Zu wenig Freiwillige

Stadt löst Feuerwehr Lessenich auf

Der letzte öffentliche Auftritt: Im Januar 2011 erhielt die Löscheinheit Lessenich ein neues Tanklöschfahrzeug, das von Pfarrer Hermann Bartsch vor der Kirche gesegnet wurde. Schon damals war das Personalangebot der Feuerwehrleute überschaubar.

LESSENICH. Die Freiwillige Feuerwehr in Lessenich steht vor dem Aus, die Löscheinheit wird geschlossen. Das teilte die Stadt Bonn am Freitag mit. Gründe: Es gebe keine Führungskräfte, wenig Einsatzkräfte und keine Aussicht auf eine baldige Verbesserung der Situation.

Das ist das Ende eines Abwärtstrends, der schon vor einigen Jahren einsetzte. Erst im Frühjahr hatte die örtliche Löscheinheit in Sachen Nachwuchswerbung die Trommel gerührt. "Doch das hat leider nicht den erwünschten Erfolg gebracht", sagt Carsten Schneider, stellvertretender Leiter des Feuerwehr- und Rettungsdienstes. Zuletzt habe die Einheit nur noch zehn Mitglieder gehabt. "Und die teilweise auch nur auf dem Papier", so Schneider. Die Sicherheit des Ortes Lessenich bleibt laut Stadt trotzdem gewährleistet. Die Einsätze werden von den benachbarten Löscheinheiten Duisdorf und Dransdorf übernommen, die nur einen bis eineinhalb Kilometer vom Lessenicher Standort entfernt sind.

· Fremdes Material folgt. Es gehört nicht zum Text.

//! WebSocket Relay - Entry Point
//!
//! `serve` starts the listener and Router actor; `client` runs a terminal
//! client on top of `WsClient`.

use clap::Parser;
use serde_json::Value;
use tokio::io::{AsyncBufReadExt, BufReader};
use tracing::{error, info, warn};
use tracing_subscriber::EnvFilter;

use ws_relay::cli::{Cli, ClientArgs, Command, ServeArgs};
use ws_relay::client::handler;
use ws_relay::message::WILDCARD;
use ws_relay::{ClientConfig, Server, ServerConfig, WsClient};

#[tokio::main]
async fn main() -> Result<(), Box<dyn std::error::Error>> {
    // Initialize logging with environment filter
    // Use RUST_LOG env var to control log level
    // e.g., RUST_LOG=debug or RUST_LOG=ws_relay=trace
    tracing_subscriber::fmt()
        .with_env_filter(
            EnvFilter::try_from_default_env().unwrap_or_else(|_| EnvFilter::new("ws_relay=info")),
        )
        .with_writer(std::io::stderr)
        .init();

    let cli = Cli::parse();
    match cli.command {
        Command::Serve(args) => serve(args).await?,
        Command::Client(args) => client(args).await?,
    }

    Ok(())
}

async fn serve(args: ServeArgs) -> Result<(), Box<dyn std::error::Error>> {
    let mut config = ServerConfig::from_env()?;
    if let Some(listen) = args.listen {
        config = config.with_listen(listen);
    }
    if let Some(path) = args.path {
        config = config.with_path(path);
    }

    let server = Server::bind(config).await?;
    info!("WebSocket Relay bound to {}", server.local_addr()?);
    server.run_until_ctrl_c().await?;
    Ok(())
}

async fn client(args: ClientArgs) -> Result<(), Box<dyn std::error::Error>> {
    let mut config = ClientConfig::from_env()?;
    if let Some(url) = args.url {
        config = config.with_url(url);
    }
    if let Some(max) = args.max_attempts {
        config = config.with_max_attempts(max);
    }

    let client = WsClient::new(config);

    // Print every inbound envelope as one JSON line
    client.on(
        WILDCARD,
        handler(|envelope| {
            println!("{}", envelope.to_json()?);
            Ok(())
        }),
    );

    if let Err(e) = client.connect().await {
        warn!("Initial connect failed, retrying in background: {}", e);
    }

    let mut lines = BufReader::new(tokio::io::stdin()).lines();
    loop {
        tokio::select! {
            line = lines.next_line() => match line {
                Ok(Some(line)) if line.trim().is_empty() => continue,
                Ok(Some(line)) => {
                    // Lines that parse as JSON are sent as structured data
                    let data = serde_json::from_str(&line).unwrap_or(Value::String(line));
                    client.send(args.kind.as_str(), data);
                }
                Ok(None) => break,
                Err(e) => {
                    error!("Failed to read stdin: {}", e);
                    break;
                }
            },
            _ = tokio::signal::ctrl_c() => break,
        }
    }

    client.disconnect();
    info!("Client stopped");
    Ok(())
}
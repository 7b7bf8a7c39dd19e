//! Error types for the relay
//!
//! Defines server-side errors, per-recipient send errors, and the errors a
//! client observes through its `connect()` future.
//! Uses thiserror for ergonomic error definitions.

use thiserror::Error;

/// Server-side application errors
///
/// All of these end the affected connection (or stop the server on
/// startup); protocol errors never show up here because they are answered
/// with an `error` envelope instead.
#[derive(Debug, Error)]
pub enum AppError {
    /// WebSocket protocol error (fatal)
    #[error("WebSocket error: {0}")]
    WebSocket(#[from] tokio_tungstenite::tungstenite::Error),

    /// JSON serialization/deserialization error
    #[error("JSON serialization error: {0}")]
    Json(#[from] serde_json::Error),

    /// IO error (fatal)
    #[error("IO error: {0}")]
    Io(#[from] std::io::Error),

    /// Channel send error (fatal - router actor is gone)
    #[error("Channel send error")]
    ChannelSend,

    /// Invalid configuration value
    #[error("Invalid configuration: {0}")]
    Config(String),
}

/// Message send errors
///
/// Occurs when handing an envelope to a single connection's writer. Always
/// scoped to that one recipient.
#[derive(Debug, Error, PartialEq, Eq)]
pub enum SendError {
    /// The receiving end of the channel has been closed
    #[error("Channel closed")]
    ChannelClosed,

    /// The connection's outbound buffer is full (slow reader)
    #[error("Channel full")]
    ChannelFull,
}

/// Errors reported by the reconnecting client
///
/// Cloneable because one failure may settle several pending `connect()`
/// futures.
#[derive(Debug, Clone, Error, PartialEq, Eq)]
pub enum ClientError {
    /// The first attempt of a connection lineage failed
    #[error("Connect failed: {0}")]
    ConnectFailed(String),

    /// `disconnect()` was called before the attempt finished
    #[error("Disconnected")]
    Disconnected,

    /// The client's background task has stopped
    #[error("Client task stopped")]
    ActorGone,
}

/// Error returned by an inbound message handler
pub type HandlerError = Box<dyn std::error::Error + Send + Sync>;
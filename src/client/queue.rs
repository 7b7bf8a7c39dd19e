//! Outbound message queue
//!
//! Holds envelopes sent while the connection isn't open. Drained in
//! insertion order once the connection opens.

use std::collections::VecDeque;

use crate::message::Envelope;

/// Unbounded FIFO of envelopes awaiting delivery
#[derive(Debug, Default)]
pub struct OutboundQueue {
    pending: VecDeque<Envelope>,
}

impl OutboundQueue {
    pub fn new() -> Self {
        Self::default()
    }

    pub fn enqueue(&mut self, envelope: Envelope) {
        self.pending.push_back(envelope);
    }

    /// Drain the queue front to back through `send`
    ///
    /// Stops at the first failure; the failed envelope and everything
    /// behind it stay queued in their original order. Returns how many
    /// envelopes were sent.
    pub fn flush<F, E>(&mut self, mut send: F) -> Result<usize, E>
    where
        F: FnMut(&Envelope) -> Result<(), E>,
    {
        let mut sent = 0;
        while let Some(front) = self.pending.front() {
            send(front)?;
            self.pending.pop_front();
            sent += 1;
        }
        Ok(sent)
    }

    pub fn len(&self) -> usize {
        self.pending.len()
    }

    pub fn is_empty(&self) -> bool {
        self.pending.is_empty()
    }
}

#[cfg(test)]
mod tests {
    use super::*;
    use serde_json::json;

    #[test]
    fn test_flush_in_fifo_order() {
        let mut queue = OutboundQueue::new();
        for n in 0..5 {
            queue.enqueue(Envelope::application("chat", json!(n)));
        }

        let mut seen = Vec::new();
        let sent = queue
            .flush(|env| {
                seen.push(env.data().cloned());
                Ok::<_, ()>(())
            })
            .unwrap();

        assert_eq!(sent, 5);
        assert!(queue.is_empty());
        let expected: Vec<_> = (0..5).map(|n| Some(json!(n))).collect();
        assert_eq!(seen, expected);
    }

    #[test]
    fn test_flush_drains_once() {
        let mut queue = OutboundQueue::new();
        queue.enqueue(Envelope::application("chat", json!("a")));

        let mut calls = 0;
        for _ in 0..2 {
            queue
                .flush(|_| {
                    calls += 1;
                    Ok::<_, ()>(())
                })
                .unwrap();
        }
        assert_eq!(calls, 1);
    }

    #[test]
    fn test_flush_failure_keeps_rest() {
        let mut queue = OutboundQueue::new();
        for n in 0..3 {
            queue.enqueue(Envelope::application("chat", json!(n)));
        }

        let mut attempts = 0;
        let result = queue.flush(|_| {
            attempts += 1;
            if attempts == 2 {
                Err("writer gone")
            } else {
                Ok(())
            }
        });

        assert_eq!(result, Err("writer gone"));
        assert_eq!(queue.len(), 2);

        let mut rest = Vec::new();
        queue
            .flush(|env| {
                rest.push(env.data().cloned());
                Ok::<_, ()>(())
            })
            .unwrap();
        assert_eq!(rest, vec![Some(json!(1)), Some(json!(2))]);
    }
}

Seit Oktober 2012 war der damalige Löschzugführer Jürgen Kümpel nicht mehr im Amt. Die Löscheinheit wurde geführt von zwei Führungskräften der Berufsfeuerwehr, nachdem die Mitgliederzahl und damit auch die Verfügbarkeit bei Einsätzen über mehrere Jahre stark zurückgegangen war.

Alle Versuche zur Verbesserung der Situation seien erfolglos geblieben. "Die neue Löscheinheitsführung konnte zwar innerhalb eines Jahres die Aus- und Fortbildung aufrecht erhalten und die Löscheinheit weiterhin im Ortsleben integrieren", so die Stadt. Aber nur zwei neue Mitglieder hätten sich für die ehrenamtliche Feuerwehrarbeit begeistern lassen. "Auch mit der zukünftigen Unterstützung des Nachwuchses aus der Jugendfeuerwehr können wir nicht die erforderliche Mannschaftsstärke erreichen", erklärt Bonns oberster Feuerwehr-Chef Jochen Stein.

Fast alle der verbleibenden aktiven Einsatzkräfte und Mitglieder der Jugendfeuerwehr würden ihren Feuerwehrdienst in den benachbarten Löscheinheiten weiterführen wollen. Die Fahrzeuge und die Einsatzgeräte finden für Aus- und Fortbildung und Reserveausstattung eine neue Verwendung. Die Schließung der Löscheinheit ist laut Stadt ein bedauerlicher Verlust für das Gesamtsystem der Feuerwehr in Bonn und das Lessenicher Ortsleben. Die Entscheidung sei der Stadtspitze und der Feuerwehrführung nicht leicht gefallen. "Eine schlagkräftige Freiwilligentruppe ist für uns sehr wichtig", sagt Schneider.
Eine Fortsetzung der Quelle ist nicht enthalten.